··· TASK INPUTS ···

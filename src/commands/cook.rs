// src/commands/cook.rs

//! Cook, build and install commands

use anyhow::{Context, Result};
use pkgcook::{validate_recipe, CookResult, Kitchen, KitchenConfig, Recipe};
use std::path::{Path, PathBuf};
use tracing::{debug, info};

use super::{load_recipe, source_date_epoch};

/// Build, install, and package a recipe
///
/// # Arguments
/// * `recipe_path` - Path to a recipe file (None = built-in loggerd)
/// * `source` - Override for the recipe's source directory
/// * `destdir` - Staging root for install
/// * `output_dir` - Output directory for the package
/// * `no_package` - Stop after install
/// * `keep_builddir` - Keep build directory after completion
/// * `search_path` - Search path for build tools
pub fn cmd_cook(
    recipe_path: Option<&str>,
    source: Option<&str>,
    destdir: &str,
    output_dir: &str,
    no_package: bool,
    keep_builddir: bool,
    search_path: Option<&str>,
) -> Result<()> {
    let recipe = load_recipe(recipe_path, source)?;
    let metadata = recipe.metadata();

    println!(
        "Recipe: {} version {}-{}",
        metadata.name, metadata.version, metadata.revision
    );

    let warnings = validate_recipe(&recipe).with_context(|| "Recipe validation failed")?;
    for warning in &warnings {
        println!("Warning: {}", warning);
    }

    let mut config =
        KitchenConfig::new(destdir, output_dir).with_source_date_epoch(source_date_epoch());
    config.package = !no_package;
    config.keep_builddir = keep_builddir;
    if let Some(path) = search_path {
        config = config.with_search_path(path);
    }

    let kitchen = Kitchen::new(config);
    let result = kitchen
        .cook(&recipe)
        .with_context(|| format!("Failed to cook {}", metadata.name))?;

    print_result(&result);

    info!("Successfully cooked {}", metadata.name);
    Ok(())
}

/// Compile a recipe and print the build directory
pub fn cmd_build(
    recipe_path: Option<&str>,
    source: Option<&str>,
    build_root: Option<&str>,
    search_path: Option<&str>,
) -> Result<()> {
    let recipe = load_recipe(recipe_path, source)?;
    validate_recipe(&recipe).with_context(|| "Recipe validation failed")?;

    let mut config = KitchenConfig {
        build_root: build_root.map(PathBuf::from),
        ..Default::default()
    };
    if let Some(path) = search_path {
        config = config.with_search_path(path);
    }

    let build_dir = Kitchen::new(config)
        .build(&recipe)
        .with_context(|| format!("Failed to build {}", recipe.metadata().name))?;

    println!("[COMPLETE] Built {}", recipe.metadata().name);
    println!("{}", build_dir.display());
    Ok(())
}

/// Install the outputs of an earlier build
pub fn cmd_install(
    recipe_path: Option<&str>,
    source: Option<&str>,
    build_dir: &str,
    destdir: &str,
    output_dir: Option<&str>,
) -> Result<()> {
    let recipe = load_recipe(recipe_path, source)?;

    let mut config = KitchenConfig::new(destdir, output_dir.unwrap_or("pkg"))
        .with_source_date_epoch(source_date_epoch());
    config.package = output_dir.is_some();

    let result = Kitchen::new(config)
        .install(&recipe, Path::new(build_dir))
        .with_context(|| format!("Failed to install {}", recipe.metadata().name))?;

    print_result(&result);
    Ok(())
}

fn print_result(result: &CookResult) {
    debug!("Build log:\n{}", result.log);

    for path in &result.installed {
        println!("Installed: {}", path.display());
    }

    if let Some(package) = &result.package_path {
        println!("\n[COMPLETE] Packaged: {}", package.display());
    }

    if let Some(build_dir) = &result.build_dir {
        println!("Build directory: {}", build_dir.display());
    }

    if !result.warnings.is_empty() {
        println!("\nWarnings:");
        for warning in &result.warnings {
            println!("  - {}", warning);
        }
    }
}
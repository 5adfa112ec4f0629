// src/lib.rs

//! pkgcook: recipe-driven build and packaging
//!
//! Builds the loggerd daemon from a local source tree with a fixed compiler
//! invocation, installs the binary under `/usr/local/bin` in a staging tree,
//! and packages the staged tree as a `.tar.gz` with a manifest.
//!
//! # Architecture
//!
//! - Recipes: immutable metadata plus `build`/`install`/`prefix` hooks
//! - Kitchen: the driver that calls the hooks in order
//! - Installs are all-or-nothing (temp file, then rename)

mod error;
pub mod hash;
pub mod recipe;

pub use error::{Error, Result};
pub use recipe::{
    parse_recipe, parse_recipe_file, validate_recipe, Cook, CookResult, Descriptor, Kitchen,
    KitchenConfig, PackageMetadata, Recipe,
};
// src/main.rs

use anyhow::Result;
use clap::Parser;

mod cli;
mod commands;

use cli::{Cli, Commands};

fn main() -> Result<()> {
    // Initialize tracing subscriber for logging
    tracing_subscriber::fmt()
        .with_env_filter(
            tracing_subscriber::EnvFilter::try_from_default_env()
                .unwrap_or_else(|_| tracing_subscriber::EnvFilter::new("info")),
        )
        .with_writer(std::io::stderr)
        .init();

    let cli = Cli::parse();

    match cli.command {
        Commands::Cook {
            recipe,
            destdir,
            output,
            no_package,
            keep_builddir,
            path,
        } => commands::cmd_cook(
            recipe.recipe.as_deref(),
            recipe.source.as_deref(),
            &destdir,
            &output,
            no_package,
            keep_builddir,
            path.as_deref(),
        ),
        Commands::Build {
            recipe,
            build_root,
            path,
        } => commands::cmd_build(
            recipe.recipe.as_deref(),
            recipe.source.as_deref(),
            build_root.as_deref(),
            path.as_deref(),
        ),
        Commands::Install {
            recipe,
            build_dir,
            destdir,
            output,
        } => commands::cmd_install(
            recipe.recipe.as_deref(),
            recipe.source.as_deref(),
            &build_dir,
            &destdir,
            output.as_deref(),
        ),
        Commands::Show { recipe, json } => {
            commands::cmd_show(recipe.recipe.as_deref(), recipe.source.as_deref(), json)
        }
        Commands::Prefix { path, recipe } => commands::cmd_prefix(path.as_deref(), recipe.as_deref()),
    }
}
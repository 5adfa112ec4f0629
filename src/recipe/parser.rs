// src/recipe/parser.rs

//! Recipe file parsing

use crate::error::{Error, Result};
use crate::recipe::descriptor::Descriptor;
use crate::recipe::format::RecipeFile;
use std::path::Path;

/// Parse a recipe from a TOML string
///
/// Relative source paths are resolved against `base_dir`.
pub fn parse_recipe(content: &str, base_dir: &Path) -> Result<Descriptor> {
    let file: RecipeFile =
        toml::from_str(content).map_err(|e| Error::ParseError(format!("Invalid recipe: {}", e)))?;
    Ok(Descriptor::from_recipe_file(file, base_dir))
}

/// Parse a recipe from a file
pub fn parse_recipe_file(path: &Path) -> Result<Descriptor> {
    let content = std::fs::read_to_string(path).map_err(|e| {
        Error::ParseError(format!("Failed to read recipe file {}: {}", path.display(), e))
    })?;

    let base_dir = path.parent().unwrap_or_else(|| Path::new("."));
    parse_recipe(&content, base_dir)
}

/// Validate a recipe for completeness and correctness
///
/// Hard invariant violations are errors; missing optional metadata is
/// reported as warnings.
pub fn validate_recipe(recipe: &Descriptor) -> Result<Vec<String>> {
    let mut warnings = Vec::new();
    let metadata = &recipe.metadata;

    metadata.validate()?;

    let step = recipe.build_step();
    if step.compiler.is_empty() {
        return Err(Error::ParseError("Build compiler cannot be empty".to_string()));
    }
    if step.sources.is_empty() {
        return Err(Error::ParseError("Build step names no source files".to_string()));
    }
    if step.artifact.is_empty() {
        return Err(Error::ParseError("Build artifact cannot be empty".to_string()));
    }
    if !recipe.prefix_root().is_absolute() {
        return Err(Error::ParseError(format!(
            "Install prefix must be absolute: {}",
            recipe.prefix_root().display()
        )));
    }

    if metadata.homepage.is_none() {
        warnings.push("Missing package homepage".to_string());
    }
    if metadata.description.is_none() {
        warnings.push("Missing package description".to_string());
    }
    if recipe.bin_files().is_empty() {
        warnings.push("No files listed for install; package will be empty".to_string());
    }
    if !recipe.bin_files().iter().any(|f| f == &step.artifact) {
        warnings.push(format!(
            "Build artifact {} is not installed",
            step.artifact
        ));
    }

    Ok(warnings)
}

···

- ASSIGNMENT: Going through the listing above, please work out how many lines contain the word "tree", and give the number alone.

- ANSWER TO THE PROBLEM: 3